When Wnt signaling is blocked, GSK3β phosphorylates other key growth-regulating proteins besides β-catenin, such as TSC2, a regulator of the mammalian target of rapamycin (mTOR). Phosphorylated TSC2 prevents Rheb activation, thereby inhibiting mTOR signaling. On the other hand, Wnt activation inhibits GSK3β by binding to the Axin-bound-GSK3β complex, promoting mTOR signaling and cancer cell proliferation [64]. Targeting this pathway could be relevant in cancer treatment, as studies in murine models have shown that the mTOR inhibitor everolimus reduced cancer mortality and polyp formation. This effect was linked to β-catenin, as β-catenin knockdown decreases mTOR activity in cancer cells [65].

2.2. Targeting Wnt Signaling in Cancer

Despite the pivotal role of β-catenin in cancer development and progression, the blocking of this intracellular protein has proved to be challenging due to its lack of enzymatic activity, which renders it as “undruggable” [66]. Nevertheless, the Wnt signaling pathway offers multiple potential alternative targets for anti-cancer therapies, aimed to stop aberrant Wnt-driven transcription (Table 1).
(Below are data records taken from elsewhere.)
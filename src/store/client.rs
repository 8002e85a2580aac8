//! HTTP client for the hosted PostgREST store.

use super::types::{parse_created_at, LatestHero, RawHeroRecord, TraitRow};
use super::HeroStore;
use crate::utils::config::{
    DEFAULT_REQUEST_TIMEOUT, HEROES_TABLE, REST_PATH, SINGLE_OBJECT_MEDIA_TYPE, TRAITS_TABLE,
};
use crate::utils::error::StoreError;
use chrono::{DateTime, Utc};
use log::{debug, info};
use reqwest::blocking::{Client, RequestBuilder, Response};
use reqwest::header::ACCEPT;
use reqwest::StatusCode;

/// Store client querying tables anonymously over HTTP
#[derive(Debug)]
pub struct HttpStore {
    client: Client,
    base_url: String,
    api_key: String,
}

impl HttpStore {
    /// Create a new store client
    pub fn new(base_url: impl Into<String>, api_key: impl Into<String>) -> Result<Self, StoreError> {
        let client = Client::builder()
            .timeout(DEFAULT_REQUEST_TIMEOUT)
            .build()
            .map_err(StoreError::RequestFailed)?;

        Ok(Self {
            client,
            base_url: base_url.into(),
            api_key: api_key.into(),
        })
    }

    /// GET request against a table with the anonymous key attached
    fn get(&self, table: &str, query: &[(&str, String)]) -> RequestBuilder {
        let url = table_url(&self.base_url, table);
        debug!("Store request: GET {} {:?}", url, query);

        self.client
            .get(url)
            .header("apikey", &self.api_key)
            .bearer_auth(&self.api_key)
            .query(query)
    }
}

impl HeroStore for HttpStore {
    fn fetch_traits(&self) -> Result<Vec<TraitRow>, StoreError> {
        info!("Fetching trait table");

        let response = self
            .get(
                TRAITS_TABLE,
                &[
                    ("select", "*".to_string()),
                    ("order", "category.asc,value.asc".to_string()),
                ],
            )
            .send()?;

        let rows: Vec<TraitRow> = check_status(response)?.json()?;
        debug!("Received {} trait rows", rows.len());

        Ok(rows)
    }

    fn fetch_latest_created_at(&self) -> Result<Option<DateTime<Utc>>, StoreError> {
        let response = self
            .get(
                HEROES_TABLE,
                &[
                    ("select", "created_at".to_string()),
                    ("order", "created_at.desc".to_string()),
                    ("limit", "1".to_string()),
                ],
            )
            .send()?;

        let latest: Vec<LatestHero> = check_status(response)?.json()?;

        latest
            .first()
            .map(|hero| parse_created_at(&hero.created_at))
            .transpose()
    }

    fn fetch_hero(&self, id: u64) -> Result<Option<RawHeroRecord>, StoreError> {
        info!("Fetching hero #{}", id);

        let response = self
            .get(
                HEROES_TABLE,
                &[("select", "*".to_string()), ("id", format!("eq.{}", id))],
            )
            .header(ACCEPT, SINGLE_OBJECT_MEDIA_TYPE)
            .send()?;

        // Single-object requests answer "no rows" with 406
        if response.status() == StatusCode::NOT_ACCEPTABLE {
            debug!("Store reported no row for hero #{}", id);
            return Ok(None);
        }

        let body: serde_json::Value = check_status(response)?.json()?;
        decode_single_row(body)
    }
}

/// Build the REST endpoint for a table
pub fn table_url(base_url: &str, table: &str) -> String {
    format!("{}/{}/{}", base_url.trim_end_matches('/'), REST_PATH, table)
}

/// Turn a non-success HTTP status into an error
fn check_status(response: Response) -> Result<Response, StoreError> {
    if response.status().is_success() {
        return Ok(response);
    }

    Err(StoreError::InvalidResponse(format!(
        "HTTP {}: {}",
        response.status(),
        response.text().unwrap_or_default()
    )))
}

/// Decode a single-row body, tolerating `null` and array-wrapped rows
pub fn decode_single_row(body: serde_json::Value) -> Result<Option<RawHeroRecord>, StoreError> {
    let row = match body {
        serde_json::Value::Null => return Ok(None),
        serde_json::Value::Array(mut rows) => {
            if rows.is_empty() {
                return Ok(None);
            }
            rows.swap_remove(0)
        }
        other => other,
    };

    Ok(Some(serde_json::from_value(row)?))
}
use std::time::Duration;

/// Wall time spent in each stage of processing one frame.
#[derive(Debug, Clone, Copy, Default, PartialEq)]
pub struct FrameTimes {
    pub decode: Duration,
    pub inference: Duration,
    pub annotation: Duration,
    pub encode: Duration,
}

impl FrameTimes {
    pub fn total(&self) -> Duration {
        self.decode + self.inference + self.annotation + self.encode
    }

    fn zip_with(&self, other: &Self, f: impl Fn(Duration, Duration) -> Duration) -> Self {
        Self {
            decode: f(self.decode, other.decode),
            inference: f(self.inference, other.inference),
            annotation: f(self.annotation, other.annotation),
            encode: f(self.encode, other.encode),
        }
    }
}

/// Frame times collected over a whole run.
#[derive(Debug, Clone, Default)]
pub struct AggregatedTimes {
    frames: Vec<FrameTimes>,
}

impl AggregatedTimes {
    pub fn push(&mut self, times: FrameTimes) {
        self.frames.push(times);
    }

    pub fn len(&self) -> usize {
        self.frames.len()
    }

    pub fn is_empty(&self) -> bool {
        self.frames.is_empty()
    }

    /// The first frame pays for lazy session init, so callers usually skip it.
    fn considered(&self, skip_first: bool) -> &[FrameTimes] {
        if skip_first && self.frames.len() > 1 {
            &self.frames[1..]
        } else {
            &self.frames
        }
    }

    pub fn avg(&self, skip_first: bool) -> FrameTimes {
        let frames = self.considered(skip_first);
        if frames.is_empty() {
            return FrameTimes::default();
        }
        let n = frames.len() as u32;
        let sum = frames
            .iter()
            .fold(FrameTimes::default(), |acc, t| acc.zip_with(t, |a, b| a + b));
        FrameTimes {
            decode: sum.decode / n,
            inference: sum.inference / n,
            annotation: sum.annotation / n,
            encode: sum.encode / n,
        }
    }

    pub fn min(&self, skip_first: bool) -> FrameTimes {
        let frames = self.considered(skip_first);
        let mut it = frames.iter();
        match it.next() {
            Some(first) => it.fold(*first, |acc, t| acc.zip_with(t, Duration::min)),
            None => FrameTimes::default(),
        }
    }

    pub fn max(&self, skip_first: bool) -> FrameTimes {
        self.considered(skip_first)
            .iter()
            .fold(FrameTimes::default(), |acc, t| acc.zip_with(t, Duration::max))
    }
}

#[cfg(test)]
mod tests {
    use super::*;

    fn times(ms: u64) -> FrameTimes {
        let d = Duration::from_millis(ms);
        FrameTimes {
            decode: d,
            inference: d * 10,
            annotation: d,
            encode: d,
        }
    }

    #[test]
    fn test_stats_skip_first_frame() {
        let mut agg = AggregatedTimes::default();
        agg.push(times(100));
        agg.push(times(2));
        agg.push(times(4));

        assert_eq!(agg.avg(true).decode, Duration::from_millis(3));
        assert_eq!(agg.min(true).inference, Duration::from_millis(20));
        assert_eq!(agg.max(true).encode, Duration::from_millis(4));
        assert_eq!(agg.max(false).encode, Duration::from_millis(100));
    }

    #[test]
    fn test_empty_and_single_frame() {
        let mut agg = AggregatedTimes::default();
        assert_eq!(agg.avg(true), FrameTimes::default());
        agg.push(times(5));
        // a lone frame is still reported when skipping
        assert_eq!(agg.avg(true).decode, Duration::from_millis(5));
        assert_eq!(agg.min(true).total(), Duration::from_millis(65));
    }
}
Given that Wnt is a key regulator of EMT and VEGF is a target of the β-catenin/TCF complex [67], it is reasonable to propose that Wnt signaling is critical in promoting cancer invasion and spreading. Therefore, anti-Wnt therapies could be valuable in targeting metastasis or stopping cancer cell migration.
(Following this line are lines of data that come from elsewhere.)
//! Console text for the batch processor.

use std::fmt::Write;
use std::path::Path;

use inference_common::pipeline::RunSummary;
use inference_common::tally::DetectionTally;
use inference_common::video::VideoInfo;

pub fn video_properties(info: &VideoInfo) -> String {
    let frames = info
        .total_frames
        .map_or_else(|| "unknown".to_string(), |n| n.to_string());
    format!(
        "Resolution: {}x{} | FPS: {} | Frames: {frames}",
        info.width, info.height, info.fps
    )
}

/// "traffic light" -> "Traffic light"
pub fn capitalize(label: &str) -> String {
    let mut chars = label.chars();
    match chars.next() {
        Some(first) => first.to_uppercase().chain(chars).collect(),
        None => String::new(),
    }
}

pub fn tally_table(tally: &DetectionTally) -> String {
    if tally.is_empty() {
        return "No objects detected. Try lowering the confidence threshold.".to_string();
    }
    let mut out = String::from("DETECTED OBJECTS:\n");
    out.push_str(&"-".repeat(40));
    for (label, count) in tally.snapshot() {
        let _ = write!(out, "\n  {}: {count} detections", capitalize(&label));
    }
    out
}

pub fn finished(summary: &RunSummary, output: &Path) -> String {
    format!(
        "Video processed successfully! ({} frames)\nSaved to: {}\n\n{}",
        summary.frames_processed,
        output.display(),
        tally_table(&summary.tally)
    )
}

pub fn cancelled(summary: &RunSummary) -> String {
    format!(
        "Processing cancelled by user after {} frames",
        summary.frames_processed
    )
}
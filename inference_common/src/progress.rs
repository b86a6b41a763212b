use std::fmt;

use serde::Serialize;

/// How far a run has come. `total` is `None` when the source could not tell.
#[derive(Debug, Clone, Copy, Default, PartialEq, Eq, Serialize)]
pub struct Progress {
    pub processed: u64,
    pub total: Option<u64>,
}

impl Progress {
    pub fn new(processed: u64, total: Option<u64>) -> Self {
        Self { processed, total }
    }

    /// Percentage done, `None` when the total is unknown or zero.
    /// Frame counts from containers are estimates, so this never exceeds 100.
    pub fn percent(&self) -> Option<f64> {
        match self.total {
            Some(total) if total > 0 => {
                Some((self.processed as f64 / total as f64 * 100.0).min(100.0))
            }
            _ => None,
        }
    }
}

impl fmt::Display for Progress {
    fn fmt(&self, f: &mut fmt::Formatter<'_>) -> fmt::Result {
        match (self.percent(), self.total) {
            (Some(pct), Some(total)) => {
                write!(f, "{pct:.1}% ({}/{total} frames)", self.processed)
            }
            _ => write!(f, "{} frames", self.processed),
        }
    }
}

#[cfg(test)]
mod tests {
    use super::*;

    #[test]
    fn test_percent_with_known_total() {
        let p = Progress::new(30, Some(120));
        assert_eq!(p.percent(), Some(25.0));
        assert_eq!(p.to_string(), "25.0% (30/120 frames)");
    }

    #[test]
    fn test_zero_or_unknown_total_has_no_percent() {
        assert_eq!(Progress::new(30, Some(0)).percent(), None);
        assert_eq!(Progress::new(30, None).percent(), None);
        assert_eq!(Progress::new(30, Some(0)).to_string(), "30 frames");
    }

    #[test]
    fn test_underestimated_total_is_clamped() {
        assert_eq!(Progress::new(150, Some(100)).percent(), Some(100.0));
    }
}
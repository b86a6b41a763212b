pub mod api;
pub mod config;
pub mod jobs;
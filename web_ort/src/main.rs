use std::path::PathBuf;

use anyhow::Context;
use clap::Parser;
use inference_common::annotate::FrameAnnotator;
use ort_common::{load_session, YoloV8};
use tracing::info;
use tracing_subscriber::prelude::*;
use web_ort::api::{self, AppState};
use web_ort::config::WebConfig;

/// Browser front-end: upload a video, get it back with yolov8 detections drawn.
#[derive(Debug, Parser)]
struct Args {
    /// Settings file (toml/json/yaml); `./web_ort.toml` is used when present.
    #[arg(long)]
    config: Option<PathBuf>,
}

#[tokio::main]
async fn main() -> anyhow::Result<()> {
    tracing_subscriber::registry()
        .with(
            tracing_subscriber::EnvFilter::try_from_default_env().unwrap_or_else(|_| {
                "warn,web_ort=info,inference_common=info,tower_http=info".into()
            }),
        )
        .with(tracing_subscriber::fmt::layer())
        .init();

    let args = Args::parse();
    let config = WebConfig::load(args.config.as_deref())?;
    info!("Using {config:?}");

    ffmpeg_common::init()?;

    // The model is loaded once and shared by every job.
    let model_path = config.model_path();
    let cuda = config.cuda;
    let detector = tokio::task::spawn_blocking(move || {
        load_session(&model_path, cuda).map(YoloV8::new)
    })
    .await
    .context("Model loading panicked")??;
    info!("Loaded model {}", config.model);

    let annotator = FrameAnnotator::with_font_or_boxes_only(&config.font);
    let state = AppState::new(Box::new(detector), annotator, &config);
    api::serve(state, &config.bind).await
}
However, anti-Wnt therapies need to be approached with caution, as repressing Wnt signaling could adversely affect the maintenance and proliferation of normal stem cells, including hematopoietic and gastrointestinal cells and consequently impair osteoblast differentiation, with negative impact on bone formation [68,69]. Desirably, CSC-specific inhibitors should be developed to minimize the side effects on normal tissues. Recently, novel approached have been proposed to achieve this goal. The development of multi-task nanoparticles was proposed, for a more specific target with improved drug dosing and also the possibility of using drug combination cargo for a more versatile application that would focus on at least one mechanism involved in cancers, unlike free drugs currently used in common therapies. Multiple models are under development with promising results, but the long-term toxicity and off-target events are still unclear [70].
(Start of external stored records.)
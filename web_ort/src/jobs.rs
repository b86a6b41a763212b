//! Detection jobs started from uploads, with their scratch directories.

use std::collections::{HashMap, VecDeque};
use std::path::{Path, PathBuf};
use std::sync::atomic::{AtomicBool, Ordering};
use std::sync::{Arc, Mutex, MutexGuard, PoisonError};

use anyhow::anyhow;
use ffmpeg_common::{VideoReader, VideoWriter};
use inference_common::annotate::FrameAnnotator;
use inference_common::detector::Detector;
use inference_common::error::PipelineError;
use inference_common::pipeline::{Pipeline, RunSummary};
use inference_common::progress::Progress;
use inference_common::tally::DetectionTally;
use inference_common::threshold::Threshold;
use inference_common::video::{FrameSink, FrameSource};
use serde::Serialize;
use tempfile::TempDir;
use tracing::{debug, info, warn};
use uuid::Uuid;

pub type SharedDetector = Arc<Mutex<Box<dyn Detector + Send>>>;

fn lock<T>(mutex: &Mutex<T>) -> MutexGuard<'_, T> {
    mutex.lock().unwrap_or_else(PoisonError::into_inner)
}

#[derive(Debug, Clone, Copy, PartialEq, Eq, Serialize)]
#[serde(rename_all = "lowercase")]
pub enum JobState {
    /// Waiting for the model, which serves one job at a time.
    Queued,
    Running,
    Done,
    Failed,
    Cancelled,
}

impl JobState {
    pub fn as_str(self) -> &'static str {
        match self {
            JobState::Queued => "queued",
            JobState::Running => "running",
            JobState::Done => "done",
            JobState::Failed => "failed",
            JobState::Cancelled => "cancelled",
        }
    }

    pub fn is_finished(self) -> bool {
        matches!(self, JobState::Done | JobState::Failed | JobState::Cancelled)
    }
}

#[derive(Debug, Clone, Serialize)]
pub struct JobStatus {
    pub id: Uuid,
    pub file_name: String,
    pub confidence: f32,
    pub state: JobState,
    pub processed: u64,
    pub total: Option<u64>,
    pub percent: Option<f64>,
    /// Most frequent label first; grows while the job runs.
    pub tally: DetectionTally,
    pub error: Option<String>,
}

pub struct Job {
    pub id: Uuid,
    pub threshold: Threshold,
    input: PathBuf,
    output: PathBuf,
    status: Mutex<JobStatus>,
    cancel: Arc<AtomicBool>,
    // removed (best-effort) when the last reference goes away
    _workdir: TempDir,
}

impl Job {
    /// Creates the job's scratch directory and stores the upload in it.
    pub fn create(
        scratch_root: Option<&Path>,
        file_name: &str,
        extension: &str,
        data: &[u8],
        threshold: Threshold,
    ) -> std::io::Result<Self> {
        let mut builder = tempfile::Builder::new();
        builder.prefix("web_ort-");
        let workdir = match scratch_root {
            Some(root) => builder.tempdir_in(root)?,
            None => builder.tempdir()?,
        };
        let input = workdir.path().join(format!("input.{extension}"));
        let output = workdir.path().join("output.mp4");
        std::fs::write(&input, data)?;

        let id = Uuid::new_v4();
        Ok(Self {
            id,
            threshold,
            input,
            output,
            status: Mutex::new(JobStatus {
                id,
                file_name: file_name.to_owned(),
                confidence: threshold.value(),
                state: JobState::Queued,
                processed: 0,
                total: None,
                percent: None,
                tally: DetectionTally::new(),
                error: None,
            }),
            cancel: Arc::new(AtomicBool::new(false)),
            _workdir: workdir,
        })
    }

    pub fn status(&self) -> JobStatus {
        lock(&self.status).clone()
    }

    pub fn output(&self) -> &Path {
        &self.output
    }

    /// Stops the job before its next frame, or before it starts if queued.
    pub fn cancel(&self) {
        self.cancel.store(true, Ordering::Relaxed);
    }

    pub fn is_finished(&self) -> bool {
        lock(&self.status).state.is_finished()
    }

    /// Runs the detection pipeline over the upload. Blocks until done.
    pub fn run(&self, detector: &SharedDetector, annotator: &FrameAnnotator) {
        info!(job = %self.id, "Processing upload");
        match self.open() {
            Ok((mut reader, mut writer)) => {
                self.run_on(detector, annotator, &mut reader, &mut writer)
            }
            Err(e) => self.finish(Err(e)),
        }

        // the upload is not needed anymore, whatever happened
        if let Err(e) = std::fs::remove_file(&self.input) {
            debug!(job = %self.id, "Could not remove upload: {e}");
        }
    }

    fn open(&self) -> Result<(VideoReader, VideoWriter), PipelineError> {
        let reader = VideoReader::open(&self.input)?;
        let info = reader.info();
        let writer = VideoWriter::create(&self.output, info.width, info.height, info.fps)?;
        Ok((reader, writer))
    }

    /// Waits for the model, then runs the pipeline from `source` into `sink`
    /// and records the outcome.
    pub fn run_on<S, K>(
        &self,
        detector: &SharedDetector,
        annotator: &FrameAnnotator,
        source: &mut S,
        sink: &mut K,
    ) where
        S: FrameSource + ?Sized,
        K: FrameSink + ?Sized,
    {
        let total = source.info().total_frames;
        {
            let mut status = lock(&self.status);
            status.total = total;
            status.percent = Progress::new(0, total).percent();
        }

        let result = match detector.lock() {
            Ok(mut detector) => {
                lock(&self.status).state = JobState::Running;
                let pipeline = Pipeline::new(annotator.clone(), self.threshold)
                    .with_cancel_flag(Arc::clone(&self.cancel));
                pipeline.run(source, &mut **detector, sink, |frame| {
                    let mut status = lock(&self.status);
                    status.processed = frame.progress.processed;
                    status.percent = frame.progress.percent();
                    for det in frame.detections {
                        status.tally.record(&det.label);
                    }
                })
            }
            Err(_) => Err(anyhow!("detection model is unusable after an earlier panic").into()),
        };
        self.finish(result);
    }

    fn finish(&self, result: Result<RunSummary, PipelineError>) {
        let mut status = lock(&self.status);
        match result {
            Ok(summary) => {
                status.state = if summary.cancelled {
                    JobState::Cancelled
                } else {
                    JobState::Done
                };
                status.processed = summary.frames_processed;
                status.tally = summary.tally;
                info!(
                    job = %self.id,
                    frames = summary.frames_processed,
                    state = status.state.as_str(),
                    "Job finished"
                );
            }
            Err(e) => {
                warn!(job = %self.id, "Job failed: {e:#}");
                status.state = JobState::Failed;
                status.error = Some(format!("{e:#}"));
            }
        }
    }
}

#[derive(Default)]
struct JobMap {
    order: VecDeque<Uuid>,
    by_id: HashMap<Uuid, Arc<Job>>,
}

/// Jobs of this server process. Beyond `capacity` the oldest finished job is
/// evicted, or the oldest job at all (cancelled) when none has finished.
pub struct JobStore {
    capacity: usize,
    jobs: Mutex<JobMap>,
}

impl JobStore {
    pub fn new(capacity: usize) -> Self {
        Self {
            capacity: capacity.max(1),
            jobs: Mutex::default(),
        }
    }

    pub fn insert(&self, job: Job) -> Arc<Job> {
        let job = Arc::new(job);
        let mut guard = lock(&self.jobs);
        let jobs = &mut *guard;
        while jobs.order.len() >= self.capacity {
            let by_id = &jobs.by_id;
            let pos = jobs
                .order
                .iter()
                .position(|id| by_id.get(id).is_some_and(|j| j.is_finished()))
                .unwrap_or(0);
            let Some(oldest) = jobs.order.remove(pos) else {
                break;
            };
            if let Some(evicted) = jobs.by_id.remove(&oldest) {
                evicted.cancel();
            }
            debug!(job = %oldest, "Evicted job");
        }
        jobs.order.push_back(job.id);
        jobs.by_id.insert(job.id, Arc::clone(&job));
        job
    }

    pub fn get(&self, id: &Uuid) -> Option<Arc<Job>> {
        lock(&self.jobs).by_id.get(id).cloned()
    }

    /// Removes the job and cancels it if it has not finished yet.
    pub fn remove(&self, id: &Uuid) -> Option<Arc<Job>> {
        let mut jobs = lock(&self.jobs);
        jobs.order.retain(|j| j != id);
        let job = jobs.by_id.remove(id)?;
        job.cancel();
        Some(job)
    }

    pub fn len(&self) -> usize {
        lock(&self.jobs).by_id.len()
    }

    /// Cancels and drops every job; scratch directories go with the last
    /// reference.
    pub fn clear(&self) {
        let mut jobs = lock(&self.jobs);
        for job in jobs.by_id.values() {
            job.cancel();
        }
        jobs.order.clear();
        jobs.by_id.clear();
    }
}

#[cfg(test)]
mod tests {
    use std::sync::mpsc;

    use image::RgbImage;
    use inference_common::detector::Detection;
    use inference_common::testing::{MemorySink, MemorySource, ScriptedDetector};

    use super::*;

    fn job(scratch: &Path) -> Job {
        Job::create(Some(scratch), "clip.mp4", "mp4", b"data", Threshold::default()).unwrap()
    }

    fn shared(detector: impl Detector + Send + 'static) -> SharedDetector {
        Arc::new(Mutex::new(Box::new(detector)))
    }

    /// Blocks inside its first call until released.
    struct GatedDetector {
        reached: mpsc::Sender<()>,
        release: mpsc::Receiver<()>,
        gated: bool,
    }

    impl Detector for GatedDetector {
        fn detect(&mut self, _frame: &RgbImage, _threshold: Threshold) -> anyhow::Result<Vec<Detection>> {
            if std::mem::take(&mut self.gated) {
                self.reached.send(())?;
                self.release.recv()?;
            }
            Ok(Vec::new())
        }

        fn class_name(&self, _class_idx: usize) -> Option<&str> {
            None
        }
    }

    #[test]
    fn test_job_stores_upload_in_own_dir() {
        let scratch = tempfile::tempdir().unwrap();
        let job = job(scratch.path());
        assert_eq!(std::fs::read(&job.input).unwrap(), b"data");
        assert!(job.input.starts_with(scratch.path()));
        assert_eq!(job.status().state, JobState::Queued);
    }

    #[test]
    fn test_store_evicts_oldest_and_cleans_up() {
        let scratch = tempfile::tempdir().unwrap();
        let store = JobStore::new(2);
        let first = store.insert(job(scratch.path()));
        let first_id = first.id;
        let first_dir = first.input.parent().unwrap().to_path_buf();
        drop(first);

        store.insert(job(scratch.path()));
        store.insert(job(scratch.path()));

        assert_eq!(store.len(), 2);
        assert!(store.get(&first_id).is_none());
        assert!(!first_dir.exists());
    }

    #[test]
    fn test_eviction_prefers_finished_jobs() {
        let scratch = tempfile::tempdir().unwrap();
        let store = JobStore::new(2);
        let pending = store.insert(job(scratch.path()));
        let finished = store.insert(job(scratch.path()));
        lock(&finished.status).state = JobState::Done;

        store.insert(job(scratch.path()));

        assert!(store.get(&pending.id).is_some());
        assert!(store.get(&finished.id).is_none());
        assert!(!pending.cancel.load(Ordering::Relaxed));

        // nothing finished now, so the oldest goes and is stopped
        store.insert(job(scratch.path()));
        assert!(store.get(&pending.id).is_none());
        assert!(pending.cancel.load(Ordering::Relaxed));
    }

    #[test]
    fn test_remove_drops_scratch_dir() {
        let scratch = tempfile::tempdir().unwrap();
        let store = JobStore::new(4);
        let id = store.insert(job(scratch.path())).id;
        let dir = store.get(&id).unwrap().input.parent().unwrap().to_path_buf();

        assert!(store.remove(&id).is_some());
        assert!(!dir.exists());
        assert!(store.remove(&id).is_none());
    }

    #[test]
    fn test_removing_running_job_cancels_it_and_frees_model() {
        let scratch = tempfile::tempdir().unwrap();
        let store = JobStore::new(4);
        let job = store.insert(job(scratch.path()));
        let (reached_tx, reached_rx) = mpsc::channel();
        let (release_tx, release_rx) = mpsc::channel();
        let detector = shared(GatedDetector {
            reached: reached_tx,
            release: release_rx,
            gated: true,
        });

        let worker = {
            let job = Arc::clone(&job);
            let detector = Arc::clone(&detector);
            std::thread::spawn(move || {
                let mut source = MemorySource::solid(500, 8, 8, 10);
                let mut sink = MemorySink::sized(8, 8);
                job.run_on(&detector, &FrameAnnotator::default(), &mut source, &mut sink);
                sink
            })
        };

        reached_rx.recv().unwrap();
        assert_eq!(job.status().state, JobState::Running);
        assert!(store.remove(&job.id).is_some());
        release_tx.send(()).unwrap();
        let sink = worker.join().unwrap();

        let status = job.status();
        assert_eq!(status.state, JobState::Cancelled);
        assert_eq!(status.processed, 1);
        assert_eq!(sink.frames.len(), 1);
        assert!(sink.is_finished());
        assert!(detector.try_lock().is_ok());
    }

    #[test]
    fn test_job_waits_queued_while_model_is_busy() {
        let scratch = tempfile::tempdir().unwrap();
        let job = Arc::new(job(scratch.path()));
        let detector = shared(ScriptedDetector::default());
        let busy = detector.lock().unwrap();

        let worker = {
            let job = Arc::clone(&job);
            let detector = Arc::clone(&detector);
            std::thread::spawn(move || {
                let mut source = MemorySource::solid(3, 8, 8, 10);
                let mut sink = MemorySink::sized(8, 8);
                job.run_on(&detector, &FrameAnnotator::default(), &mut source, &mut sink);
            })
        };

        // the total is known before the model is requested
        while job.status().total.is_none() {
            std::thread::sleep(std::time::Duration::from_millis(5));
        }
        assert_eq!(job.status().state, JobState::Queued);

        drop(busy);
        worker.join().unwrap();
        let status = job.status();
        assert_eq!(status.state, JobState::Done);
        assert_eq!(status.processed, 3);
    }

    #[test]
    fn test_cancelled_before_start_processes_nothing() {
        let scratch = tempfile::tempdir().unwrap();
        let job = job(scratch.path());
        job.cancel();

        let mut sink = MemorySink::sized(8, 8);
        job.run_on(
            &shared(ScriptedDetector::default()),
            &FrameAnnotator::default(),
            &mut MemorySource::solid(3, 8, 8, 10),
            &mut sink,
        );

        assert_eq!(job.status().state, JobState::Cancelled);
        assert_eq!(job.status().processed, 0);
        assert!(sink.frames.is_empty());
    }

    #[test]
    fn test_failed_job_reports_error_and_drops_upload() {
        let scratch = tempfile::tempdir().unwrap();
        let job = job(scratch.path());
        let detector = shared(ScriptedDetector::default());

        // "data" is no video container
        job.run(&detector, &FrameAnnotator::default());

        let status = job.status();
        assert_eq!(status.state, JobState::Failed);
        assert!(status.error.unwrap().contains("could not open video"));
        assert!(!job.input.exists());
    }
}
While targeting Wnt in cancer is promising, several challenges hinder its success. The high diversity of Wnt ligands and Frizzled receptors complicates precise targeting. A total of 19 Wnt ligands and 10 Frizzled receptors have been described so far, and the interactions between them are not uniform. For example, Wnt-5a and Wnt-7a can suppress oncogenic Wnt signaling by triggering non-canonical Wnt pathways [18]. Additionally, the role of Wnt in maintaining various cell populations in the body raises toxicity concerns, so that the safety and efficacy of Wnt-targeting strategies are still in the early stages. Even though some Wnt ligands like Wnt-5 and Wnt-7 inhibit Wnt signaling in cancer cells, there are concerns regarding the involvement of Wnt activators in the promotion of tumor progression through other pathways, which are not fully investigated. For instance, while Wnt-5a generally inhibits Wnt signaling, it also enhances invasiveness in melanoma cells [31].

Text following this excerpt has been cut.